> **WHAT IS EXPECTED**:
From the entries below, gather every line containing the string "outcomes".

> **RECORD EXCERPTS**:
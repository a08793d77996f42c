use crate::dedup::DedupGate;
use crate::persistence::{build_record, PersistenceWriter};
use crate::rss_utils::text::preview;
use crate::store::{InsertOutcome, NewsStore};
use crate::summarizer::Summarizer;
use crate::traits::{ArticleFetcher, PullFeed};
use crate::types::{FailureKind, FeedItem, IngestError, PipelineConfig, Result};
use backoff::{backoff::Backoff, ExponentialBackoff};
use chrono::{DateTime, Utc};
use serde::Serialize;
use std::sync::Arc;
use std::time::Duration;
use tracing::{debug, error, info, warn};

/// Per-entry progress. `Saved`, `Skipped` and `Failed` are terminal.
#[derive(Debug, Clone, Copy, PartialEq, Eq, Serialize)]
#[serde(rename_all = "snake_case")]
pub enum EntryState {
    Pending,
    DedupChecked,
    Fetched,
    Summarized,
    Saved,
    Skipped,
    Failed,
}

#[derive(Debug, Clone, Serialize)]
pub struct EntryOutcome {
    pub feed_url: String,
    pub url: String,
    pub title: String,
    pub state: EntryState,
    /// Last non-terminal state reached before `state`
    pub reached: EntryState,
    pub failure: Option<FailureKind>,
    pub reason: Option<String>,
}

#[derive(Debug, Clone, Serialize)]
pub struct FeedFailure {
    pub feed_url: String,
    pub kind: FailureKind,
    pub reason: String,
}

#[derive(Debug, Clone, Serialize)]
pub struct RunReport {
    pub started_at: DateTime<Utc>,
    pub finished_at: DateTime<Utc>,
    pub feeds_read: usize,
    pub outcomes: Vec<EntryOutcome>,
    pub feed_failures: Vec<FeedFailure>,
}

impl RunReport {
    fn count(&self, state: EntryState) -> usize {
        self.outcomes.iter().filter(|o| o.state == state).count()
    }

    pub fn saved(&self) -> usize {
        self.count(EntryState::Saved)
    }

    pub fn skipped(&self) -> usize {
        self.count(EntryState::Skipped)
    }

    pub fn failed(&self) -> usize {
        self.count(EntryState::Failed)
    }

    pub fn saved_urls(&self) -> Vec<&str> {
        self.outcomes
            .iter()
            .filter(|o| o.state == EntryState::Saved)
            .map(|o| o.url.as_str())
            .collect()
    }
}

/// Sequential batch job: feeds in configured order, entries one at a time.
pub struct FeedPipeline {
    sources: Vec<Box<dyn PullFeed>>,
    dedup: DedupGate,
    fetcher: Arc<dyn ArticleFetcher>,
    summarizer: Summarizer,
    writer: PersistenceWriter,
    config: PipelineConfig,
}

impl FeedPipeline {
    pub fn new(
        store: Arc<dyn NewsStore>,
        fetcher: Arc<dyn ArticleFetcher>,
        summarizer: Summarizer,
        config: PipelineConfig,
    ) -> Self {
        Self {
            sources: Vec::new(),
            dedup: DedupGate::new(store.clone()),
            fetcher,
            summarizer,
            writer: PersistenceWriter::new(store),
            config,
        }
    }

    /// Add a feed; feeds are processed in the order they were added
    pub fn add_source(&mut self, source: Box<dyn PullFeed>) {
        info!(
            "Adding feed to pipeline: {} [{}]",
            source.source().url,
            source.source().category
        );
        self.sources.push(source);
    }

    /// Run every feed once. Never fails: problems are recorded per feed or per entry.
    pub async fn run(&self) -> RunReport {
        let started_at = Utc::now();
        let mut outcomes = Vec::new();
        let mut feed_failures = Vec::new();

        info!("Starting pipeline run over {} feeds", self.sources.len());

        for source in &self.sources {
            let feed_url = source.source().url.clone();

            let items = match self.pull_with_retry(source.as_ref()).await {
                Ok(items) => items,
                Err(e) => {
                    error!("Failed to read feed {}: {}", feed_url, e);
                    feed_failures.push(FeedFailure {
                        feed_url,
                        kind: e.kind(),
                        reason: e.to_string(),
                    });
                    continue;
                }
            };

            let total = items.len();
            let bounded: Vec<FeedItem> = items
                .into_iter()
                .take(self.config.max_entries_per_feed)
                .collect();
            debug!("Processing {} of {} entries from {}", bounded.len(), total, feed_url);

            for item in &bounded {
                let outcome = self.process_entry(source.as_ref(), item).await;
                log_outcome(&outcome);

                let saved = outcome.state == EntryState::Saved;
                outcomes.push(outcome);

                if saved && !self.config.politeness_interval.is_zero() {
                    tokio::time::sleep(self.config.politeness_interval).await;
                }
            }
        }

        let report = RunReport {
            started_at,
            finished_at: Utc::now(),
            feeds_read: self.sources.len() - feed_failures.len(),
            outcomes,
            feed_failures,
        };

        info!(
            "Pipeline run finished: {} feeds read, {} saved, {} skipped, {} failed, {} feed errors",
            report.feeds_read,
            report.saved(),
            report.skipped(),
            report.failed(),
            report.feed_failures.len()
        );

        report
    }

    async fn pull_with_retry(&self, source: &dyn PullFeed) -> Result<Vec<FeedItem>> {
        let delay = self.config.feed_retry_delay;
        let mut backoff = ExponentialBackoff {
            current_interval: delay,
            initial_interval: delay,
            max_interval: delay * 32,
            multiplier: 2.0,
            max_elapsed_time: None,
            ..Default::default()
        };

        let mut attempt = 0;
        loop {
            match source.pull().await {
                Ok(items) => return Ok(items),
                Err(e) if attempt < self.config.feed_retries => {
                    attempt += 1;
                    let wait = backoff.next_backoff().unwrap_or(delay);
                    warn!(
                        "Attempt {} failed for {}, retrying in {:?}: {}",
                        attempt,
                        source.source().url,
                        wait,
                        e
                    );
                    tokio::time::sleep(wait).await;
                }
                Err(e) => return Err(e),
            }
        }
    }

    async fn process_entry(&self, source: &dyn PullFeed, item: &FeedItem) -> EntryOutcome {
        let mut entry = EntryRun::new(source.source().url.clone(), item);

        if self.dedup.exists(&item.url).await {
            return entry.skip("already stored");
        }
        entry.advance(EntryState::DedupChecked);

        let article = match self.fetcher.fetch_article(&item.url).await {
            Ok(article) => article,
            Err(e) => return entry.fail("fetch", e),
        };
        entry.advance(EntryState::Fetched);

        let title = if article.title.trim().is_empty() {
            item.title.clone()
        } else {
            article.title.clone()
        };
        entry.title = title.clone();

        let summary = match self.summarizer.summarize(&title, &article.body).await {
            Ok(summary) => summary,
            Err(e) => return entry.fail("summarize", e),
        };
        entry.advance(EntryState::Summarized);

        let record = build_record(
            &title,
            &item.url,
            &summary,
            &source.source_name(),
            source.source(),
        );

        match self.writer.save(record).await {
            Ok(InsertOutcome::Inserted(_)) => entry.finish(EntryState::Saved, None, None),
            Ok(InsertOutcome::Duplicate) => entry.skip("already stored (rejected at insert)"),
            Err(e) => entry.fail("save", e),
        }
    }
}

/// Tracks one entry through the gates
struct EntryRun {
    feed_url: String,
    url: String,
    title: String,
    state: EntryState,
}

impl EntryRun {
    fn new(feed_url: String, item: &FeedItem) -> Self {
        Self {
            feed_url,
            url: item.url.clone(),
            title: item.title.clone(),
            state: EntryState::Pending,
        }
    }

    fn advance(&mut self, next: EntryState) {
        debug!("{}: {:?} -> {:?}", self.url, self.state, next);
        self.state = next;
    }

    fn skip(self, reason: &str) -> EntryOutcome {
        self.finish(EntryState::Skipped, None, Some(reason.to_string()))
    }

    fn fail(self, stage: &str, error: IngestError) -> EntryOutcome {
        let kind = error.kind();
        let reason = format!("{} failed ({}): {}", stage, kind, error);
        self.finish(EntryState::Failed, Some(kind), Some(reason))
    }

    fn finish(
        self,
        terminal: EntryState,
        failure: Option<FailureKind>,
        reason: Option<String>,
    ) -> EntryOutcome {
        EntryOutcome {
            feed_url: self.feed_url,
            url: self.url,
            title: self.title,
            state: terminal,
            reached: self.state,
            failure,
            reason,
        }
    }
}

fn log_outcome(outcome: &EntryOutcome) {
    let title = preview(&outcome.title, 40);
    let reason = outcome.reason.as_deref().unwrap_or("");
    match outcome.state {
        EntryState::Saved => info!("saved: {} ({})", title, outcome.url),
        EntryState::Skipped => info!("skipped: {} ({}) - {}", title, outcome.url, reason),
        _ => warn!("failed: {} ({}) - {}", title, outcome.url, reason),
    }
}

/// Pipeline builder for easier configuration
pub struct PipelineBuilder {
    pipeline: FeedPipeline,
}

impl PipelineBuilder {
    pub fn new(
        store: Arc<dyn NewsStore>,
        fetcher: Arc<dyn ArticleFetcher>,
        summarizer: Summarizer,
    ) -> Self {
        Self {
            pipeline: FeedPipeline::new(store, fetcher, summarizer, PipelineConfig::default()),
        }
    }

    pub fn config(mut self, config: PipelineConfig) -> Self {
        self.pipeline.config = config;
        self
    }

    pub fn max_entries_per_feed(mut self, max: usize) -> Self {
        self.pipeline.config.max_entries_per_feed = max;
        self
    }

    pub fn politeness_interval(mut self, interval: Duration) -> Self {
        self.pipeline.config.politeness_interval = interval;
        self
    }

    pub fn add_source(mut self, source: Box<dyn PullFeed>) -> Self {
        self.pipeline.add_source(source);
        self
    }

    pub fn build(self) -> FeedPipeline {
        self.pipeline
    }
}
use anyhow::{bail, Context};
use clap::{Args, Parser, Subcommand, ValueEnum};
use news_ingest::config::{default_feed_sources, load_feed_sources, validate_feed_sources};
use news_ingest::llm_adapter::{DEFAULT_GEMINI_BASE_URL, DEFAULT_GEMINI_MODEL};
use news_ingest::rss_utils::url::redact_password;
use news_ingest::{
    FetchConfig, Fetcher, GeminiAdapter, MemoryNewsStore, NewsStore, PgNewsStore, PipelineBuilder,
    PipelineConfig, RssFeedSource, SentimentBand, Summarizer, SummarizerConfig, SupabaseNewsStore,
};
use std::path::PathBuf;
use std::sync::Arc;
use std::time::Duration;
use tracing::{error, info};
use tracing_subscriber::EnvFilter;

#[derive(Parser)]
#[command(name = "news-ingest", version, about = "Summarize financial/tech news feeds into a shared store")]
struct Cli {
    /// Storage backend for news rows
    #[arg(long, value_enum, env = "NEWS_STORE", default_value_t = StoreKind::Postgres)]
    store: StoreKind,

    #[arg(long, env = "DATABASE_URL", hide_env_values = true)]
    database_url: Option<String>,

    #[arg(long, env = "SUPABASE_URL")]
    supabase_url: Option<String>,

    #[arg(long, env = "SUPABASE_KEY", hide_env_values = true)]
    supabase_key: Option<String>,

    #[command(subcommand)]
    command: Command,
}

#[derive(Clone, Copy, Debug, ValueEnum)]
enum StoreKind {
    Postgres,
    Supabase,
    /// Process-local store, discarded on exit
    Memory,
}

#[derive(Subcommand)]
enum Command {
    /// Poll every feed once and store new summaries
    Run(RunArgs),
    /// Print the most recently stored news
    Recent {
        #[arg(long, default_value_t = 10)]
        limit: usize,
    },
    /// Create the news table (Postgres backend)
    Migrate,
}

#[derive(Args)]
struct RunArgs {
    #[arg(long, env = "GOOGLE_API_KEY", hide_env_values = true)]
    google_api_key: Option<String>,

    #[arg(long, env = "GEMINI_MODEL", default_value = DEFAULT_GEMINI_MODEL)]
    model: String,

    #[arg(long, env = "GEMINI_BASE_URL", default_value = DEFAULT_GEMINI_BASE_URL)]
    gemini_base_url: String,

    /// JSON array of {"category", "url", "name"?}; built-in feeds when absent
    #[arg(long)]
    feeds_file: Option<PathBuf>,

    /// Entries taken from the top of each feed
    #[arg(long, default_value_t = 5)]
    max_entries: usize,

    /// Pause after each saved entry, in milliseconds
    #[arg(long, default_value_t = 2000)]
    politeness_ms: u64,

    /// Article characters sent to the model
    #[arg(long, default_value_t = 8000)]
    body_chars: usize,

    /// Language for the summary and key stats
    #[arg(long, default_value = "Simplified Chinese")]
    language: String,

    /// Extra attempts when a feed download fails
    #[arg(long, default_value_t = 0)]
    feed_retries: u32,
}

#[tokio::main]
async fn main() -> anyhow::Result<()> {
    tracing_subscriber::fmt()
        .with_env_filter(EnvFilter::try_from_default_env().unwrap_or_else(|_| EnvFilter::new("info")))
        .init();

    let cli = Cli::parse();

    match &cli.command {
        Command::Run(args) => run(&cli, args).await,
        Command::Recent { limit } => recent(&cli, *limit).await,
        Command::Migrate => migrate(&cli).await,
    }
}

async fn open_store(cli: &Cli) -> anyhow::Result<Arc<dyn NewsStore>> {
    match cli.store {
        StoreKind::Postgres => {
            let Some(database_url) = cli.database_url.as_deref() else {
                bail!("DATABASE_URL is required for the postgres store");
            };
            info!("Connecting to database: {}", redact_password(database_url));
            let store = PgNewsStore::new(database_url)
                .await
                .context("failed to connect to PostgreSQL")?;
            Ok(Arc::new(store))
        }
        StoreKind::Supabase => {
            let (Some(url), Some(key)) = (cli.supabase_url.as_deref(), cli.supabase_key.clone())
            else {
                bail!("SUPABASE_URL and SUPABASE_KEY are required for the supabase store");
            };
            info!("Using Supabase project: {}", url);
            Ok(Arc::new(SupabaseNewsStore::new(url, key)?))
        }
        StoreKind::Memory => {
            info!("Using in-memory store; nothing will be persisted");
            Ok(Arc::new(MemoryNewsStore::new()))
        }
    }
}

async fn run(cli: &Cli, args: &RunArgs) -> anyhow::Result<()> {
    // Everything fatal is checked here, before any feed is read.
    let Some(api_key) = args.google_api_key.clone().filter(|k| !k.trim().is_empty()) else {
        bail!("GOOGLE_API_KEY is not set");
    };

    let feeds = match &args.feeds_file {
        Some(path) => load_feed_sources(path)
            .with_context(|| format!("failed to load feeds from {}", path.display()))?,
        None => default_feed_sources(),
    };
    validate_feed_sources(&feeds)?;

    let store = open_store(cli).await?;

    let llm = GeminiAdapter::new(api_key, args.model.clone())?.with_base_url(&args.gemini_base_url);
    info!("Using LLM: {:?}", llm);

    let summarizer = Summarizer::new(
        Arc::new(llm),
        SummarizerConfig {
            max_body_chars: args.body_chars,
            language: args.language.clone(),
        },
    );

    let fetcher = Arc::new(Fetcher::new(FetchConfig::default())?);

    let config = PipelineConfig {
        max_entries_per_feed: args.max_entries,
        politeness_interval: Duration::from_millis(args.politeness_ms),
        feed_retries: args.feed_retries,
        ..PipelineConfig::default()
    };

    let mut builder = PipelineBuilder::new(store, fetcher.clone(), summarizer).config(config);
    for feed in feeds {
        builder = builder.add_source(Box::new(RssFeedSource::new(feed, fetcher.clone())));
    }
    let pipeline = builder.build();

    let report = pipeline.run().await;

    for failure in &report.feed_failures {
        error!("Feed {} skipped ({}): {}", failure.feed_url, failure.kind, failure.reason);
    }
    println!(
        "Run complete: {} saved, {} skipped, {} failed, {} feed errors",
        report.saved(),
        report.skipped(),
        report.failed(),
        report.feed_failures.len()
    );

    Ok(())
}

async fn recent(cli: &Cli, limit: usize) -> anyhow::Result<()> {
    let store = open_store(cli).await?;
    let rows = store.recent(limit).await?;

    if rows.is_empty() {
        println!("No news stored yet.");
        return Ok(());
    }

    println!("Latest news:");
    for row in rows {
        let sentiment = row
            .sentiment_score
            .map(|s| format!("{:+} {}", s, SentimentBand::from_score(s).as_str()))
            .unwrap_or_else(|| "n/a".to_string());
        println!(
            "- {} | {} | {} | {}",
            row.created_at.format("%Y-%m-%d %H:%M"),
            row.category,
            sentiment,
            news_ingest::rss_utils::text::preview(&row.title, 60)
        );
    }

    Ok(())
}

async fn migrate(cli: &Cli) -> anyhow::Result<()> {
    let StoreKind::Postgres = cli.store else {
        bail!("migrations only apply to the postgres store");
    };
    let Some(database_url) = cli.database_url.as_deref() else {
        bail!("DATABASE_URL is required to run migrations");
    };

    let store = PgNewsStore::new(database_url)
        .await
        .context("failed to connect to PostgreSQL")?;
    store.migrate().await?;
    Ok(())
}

> **TASK ANSWER**:
    pub outcomes: Vec<EntryOutcome>,
        self.outcomes.iter().filter(|o| o.state == state).count()
        self.outcomes
        let mut outcomes = Vec::new();
                outcomes.push(outcome);
            outcomes,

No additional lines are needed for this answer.